• Required work:
From the first line to the last, write out the records below exactly as they appear.

• Data for analysis:
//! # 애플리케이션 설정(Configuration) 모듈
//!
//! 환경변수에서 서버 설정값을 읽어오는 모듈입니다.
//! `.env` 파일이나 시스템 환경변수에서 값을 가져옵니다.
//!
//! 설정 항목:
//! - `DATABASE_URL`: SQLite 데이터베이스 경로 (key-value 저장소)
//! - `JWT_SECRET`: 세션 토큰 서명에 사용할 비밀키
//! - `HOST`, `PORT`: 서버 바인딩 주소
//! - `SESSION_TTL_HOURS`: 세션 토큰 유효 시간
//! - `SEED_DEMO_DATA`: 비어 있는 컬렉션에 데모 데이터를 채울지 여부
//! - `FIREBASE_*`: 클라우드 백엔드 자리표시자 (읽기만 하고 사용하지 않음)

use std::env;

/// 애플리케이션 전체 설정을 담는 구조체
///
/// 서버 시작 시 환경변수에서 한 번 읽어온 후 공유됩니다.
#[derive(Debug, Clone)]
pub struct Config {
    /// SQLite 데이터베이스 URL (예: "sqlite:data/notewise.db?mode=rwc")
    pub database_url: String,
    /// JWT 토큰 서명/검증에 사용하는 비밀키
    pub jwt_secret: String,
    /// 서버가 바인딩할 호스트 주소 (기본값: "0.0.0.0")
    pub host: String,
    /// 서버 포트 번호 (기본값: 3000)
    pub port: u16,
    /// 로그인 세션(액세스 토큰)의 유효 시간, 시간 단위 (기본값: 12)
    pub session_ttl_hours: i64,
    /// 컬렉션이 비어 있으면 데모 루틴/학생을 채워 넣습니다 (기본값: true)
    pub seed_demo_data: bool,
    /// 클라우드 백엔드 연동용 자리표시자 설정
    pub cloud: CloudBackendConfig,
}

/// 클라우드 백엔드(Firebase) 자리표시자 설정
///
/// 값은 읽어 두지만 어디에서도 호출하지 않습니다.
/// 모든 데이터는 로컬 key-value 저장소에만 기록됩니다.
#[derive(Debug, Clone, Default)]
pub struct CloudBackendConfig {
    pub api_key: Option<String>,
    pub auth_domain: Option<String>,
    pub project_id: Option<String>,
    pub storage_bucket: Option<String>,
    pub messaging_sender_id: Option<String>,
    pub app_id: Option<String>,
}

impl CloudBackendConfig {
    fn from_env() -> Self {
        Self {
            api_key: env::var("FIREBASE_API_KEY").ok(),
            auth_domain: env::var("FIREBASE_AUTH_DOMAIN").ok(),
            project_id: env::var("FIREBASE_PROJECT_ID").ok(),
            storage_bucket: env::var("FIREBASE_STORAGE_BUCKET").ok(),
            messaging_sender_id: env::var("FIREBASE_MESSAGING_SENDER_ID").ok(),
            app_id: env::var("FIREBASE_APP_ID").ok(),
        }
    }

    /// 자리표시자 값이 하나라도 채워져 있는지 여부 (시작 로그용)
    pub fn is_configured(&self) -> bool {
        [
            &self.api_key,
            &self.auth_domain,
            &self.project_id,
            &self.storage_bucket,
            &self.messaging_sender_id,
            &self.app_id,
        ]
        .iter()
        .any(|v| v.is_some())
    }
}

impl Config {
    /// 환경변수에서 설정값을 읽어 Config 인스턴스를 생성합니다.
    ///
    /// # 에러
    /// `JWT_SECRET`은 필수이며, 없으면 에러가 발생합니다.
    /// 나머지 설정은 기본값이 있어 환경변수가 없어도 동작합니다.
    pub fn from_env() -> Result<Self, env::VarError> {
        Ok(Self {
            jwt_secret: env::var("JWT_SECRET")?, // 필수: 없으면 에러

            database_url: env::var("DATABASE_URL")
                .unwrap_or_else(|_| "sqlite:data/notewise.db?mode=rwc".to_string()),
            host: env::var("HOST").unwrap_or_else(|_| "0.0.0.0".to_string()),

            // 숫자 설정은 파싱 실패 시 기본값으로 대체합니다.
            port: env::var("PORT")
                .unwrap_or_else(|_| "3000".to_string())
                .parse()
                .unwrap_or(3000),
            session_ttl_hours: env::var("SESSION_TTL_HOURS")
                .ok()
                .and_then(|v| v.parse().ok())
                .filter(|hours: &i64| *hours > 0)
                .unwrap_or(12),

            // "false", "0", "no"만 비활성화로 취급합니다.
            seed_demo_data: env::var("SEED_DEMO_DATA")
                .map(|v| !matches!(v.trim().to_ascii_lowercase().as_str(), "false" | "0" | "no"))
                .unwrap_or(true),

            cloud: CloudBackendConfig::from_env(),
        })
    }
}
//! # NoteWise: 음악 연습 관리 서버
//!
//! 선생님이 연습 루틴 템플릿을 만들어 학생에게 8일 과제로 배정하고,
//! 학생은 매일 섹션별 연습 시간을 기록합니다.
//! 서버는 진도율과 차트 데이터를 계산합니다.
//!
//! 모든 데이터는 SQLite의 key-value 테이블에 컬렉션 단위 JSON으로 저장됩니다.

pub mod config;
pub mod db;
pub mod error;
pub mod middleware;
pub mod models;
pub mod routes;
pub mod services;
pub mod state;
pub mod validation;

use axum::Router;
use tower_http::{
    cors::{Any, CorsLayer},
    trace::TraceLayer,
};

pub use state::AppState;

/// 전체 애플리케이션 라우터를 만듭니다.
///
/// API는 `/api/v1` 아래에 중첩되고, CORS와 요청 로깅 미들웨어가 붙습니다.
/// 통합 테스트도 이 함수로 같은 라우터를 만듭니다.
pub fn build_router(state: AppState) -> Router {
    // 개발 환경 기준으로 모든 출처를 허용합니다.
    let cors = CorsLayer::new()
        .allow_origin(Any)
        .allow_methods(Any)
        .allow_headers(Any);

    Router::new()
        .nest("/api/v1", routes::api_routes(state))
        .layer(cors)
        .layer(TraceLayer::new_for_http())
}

• Response:
//! # 애플리케이션 설정(Configuration) 모듈
//!
//! 환경변수에서 서버 설정값을 읽어오는 모듈입니다.
//! `.env` 파일이나 시스템 환경변수에서 값을 가져옵니다.
//!
//! 설정 항목:
//! - `DATABASE_URL`: SQLite 데이터베이스 경로 (key-value 저장소)
//! - `JWT_SECRET`: 세션 토큰 서명에 사용할 비밀키
//! - `HOST`, `PORT`: 서버 바인딩 주소
//! - `SESSION_TTL_HOURS`: 세션 토큰 유효 시간
//! - `SEED_DEMO_DATA`: 비어 있는 컬렉션에 데모 데이터를 채울지 여부
//! - `FIREBASE_*`: 클라우드 백엔드 자리표시자 (읽기만 하고 사용하지 않음)

use std::env;

/// 애플리케이션 전체 설정을 담는 구조체
///
/// 서버 시작 시 환경변수에서 한 번 읽어온 후 공유됩니다.
#[derive(Debug, Clone)]
pub struct Config {
    /// SQLite 데이터베이스 URL (예: "sqlite:data/notewise.db?mode=rwc")
    pub database_url: String,
    /// JWT 토큰 서명/검증에 사용하는 비밀키
    pub jwt_secret: String,
    /// 서버가 바인딩할 호스트 주소 (기본값: "0.0.0.0")
    pub host: String,
    /// 서버 포트 번호 (기본값: 3000)
    pub port: u16,
    /// 로그인 세션(액세스 토큰)의 유효 시간, 시간 단위 (기본값: 12)
    pub session_ttl_hours: i64,
    /// 컬렉션이 비어 있으면 데모 루틴/학생을 채워 넣습니다 (기본값: true)
    pub seed_demo_data: bool,
    /// 클라우드 백엔드 연동용 자리표시자 설정
    pub cloud: CloudBackendConfig,
}

/// 클라우드 백엔드(Firebase) 자리표시자 설정
///
/// 값은 읽어 두지만 어디에서도 호출하지 않습니다.
/// 모든 데이터는 로컬 key-value 저장소에만 기록됩니다.
#[derive(Debug, Clone, Default)]
pub struct CloudBackendConfig {
    pub api_key: Option<String>,
    pub auth_domain: Option<String>,
    pub project_id: Option<String>,
    pub storage_bucket: Option<String>,
    pub messaging_sender_id: Option<String>,
    pub app_id: Option<String>,
}

impl CloudBackendConfig {
    fn from_env() -> Self {
        Self {
            api_key: env::var("FIREBASE_API_KEY").ok(),
            auth_domain: env::var("FIREBASE_AUTH_DOMAIN").ok(),
            project_id: env::var("FIREBASE_PROJECT_ID").ok(),
            storage_bucket: env::var("FIREBASE_STORAGE_BUCKET").ok(),
            messaging_sender_id: env::var("FIREBASE_MESSAGING_SENDER_ID").ok(),
            app_id: env::var("FIREBASE_APP_ID").ok(),
        }
    }

    /// 자리표시자 값이 하나라도 채워져 있는지 여부 (시작 로그용)
    pub fn is_configured(&self) -> bool {
        [
            &self.api_key,
            &self.auth_domain,
            &self.project_id,
            &self.storage_bucket,
            &self.messaging_sender_id,
            &self.app_id,
        ]
        .iter()
        .any(|v| v.is_some())
    }
}

impl Config {
    /// 환경변수에서 설정값을 읽어 Config 인스턴스를 생성합니다.
    ///
    /// # 에러
    /// `JWT_SECRET`은 필수이며, 없으면 에러가 발생합니다.
    /// 나머지 설정은 기본값이 있어 환경변수가 없어도 동작합니다.
    pub fn from_env() -> Result<Self, env::VarError> {
        Ok(Self {
            jwt_secret: env::var("JWT_SECRET")?, // 필수: 없으면 에러

            database_url: env::var("DATABASE_URL")
                .unwrap_or_else(|_| "sqlite:data/notewise.db?mode=rwc".to_string()),
            host: env::var("HOST").unwrap_or_else(|_| "0.0.0.0".to_string()),

            // 숫자 설정은 파싱 실패 시 기본값으로 대체합니다.
            port: env::var("PORT")
                .unwrap_or_else(|_| "3000".to_string())
                .parse()
                .unwrap_or(3000),
            session_ttl_hours: env::var("SESSION_TTL_HOURS")
                .ok()
                .and_then(|v| v.parse().ok())
                .filter(|hours: &i64| *hours > 0)
                .unwrap_or(12),

            // "false", "0", "no"만 비활성화로 취급합니다.
            seed_demo_data: env::var("SEED_DEMO_DATA")
                .map(|v| !matches!(v.trim().to_ascii_lowercase().as_str(), "false" | "0" | "no"))
                .unwrap_or(true),

            cloud: CloudBackendConfig::from_env(),
        })
    }
}
//! # NoteWise: 음악 연습 관리 서버
//!
//! 선생님이 연습 루틴 템플릿을 만들어 학생에게 8일 과제로 배정하고,
//! 학생은 매일 섹션별 연습 시간을 기록합니다.
//! 서버는 진도율과 차트 데이터를 계산합니다.
//!
//! 모든 데이터는 SQLite의 key-value 테이블에 컬렉션 단위 JSON으로 저장됩니다.

pub mod config;
pub mod db;
pub mod error;
pub mod middleware;
pub mod models;
pub mod routes;
pub mod services;
pub mod state;
pub mod validation;

use axum::Router;
use tower_http::{
    cors::{Any, CorsLayer},
    trace::TraceLayer,
};

pub use state::AppState;

/// 전체 애플리케이션 라우터를 만듭니다.
///
/// API는 `/api/v1` 아래에 중첩되고, CORS와 요청 로깅 미들웨어가 붙습니다.
/// 통합 테스트도 이 함수로 같은 라우터를 만듭니다.
pub fn build_router(state: AppState) -> Router {
    // 개발 환경 기준으로 모든 출처를 허용합니다.
    let cors = CorsLayer::new()
        .allow_origin(Any)
        .allow_methods(Any)
        .allow_headers(Any);

    Router::new()
        .nest("/api/v1", routes::api_routes(state))
        .layer(cors)
        .layer(TraceLayer::new_for_http())
}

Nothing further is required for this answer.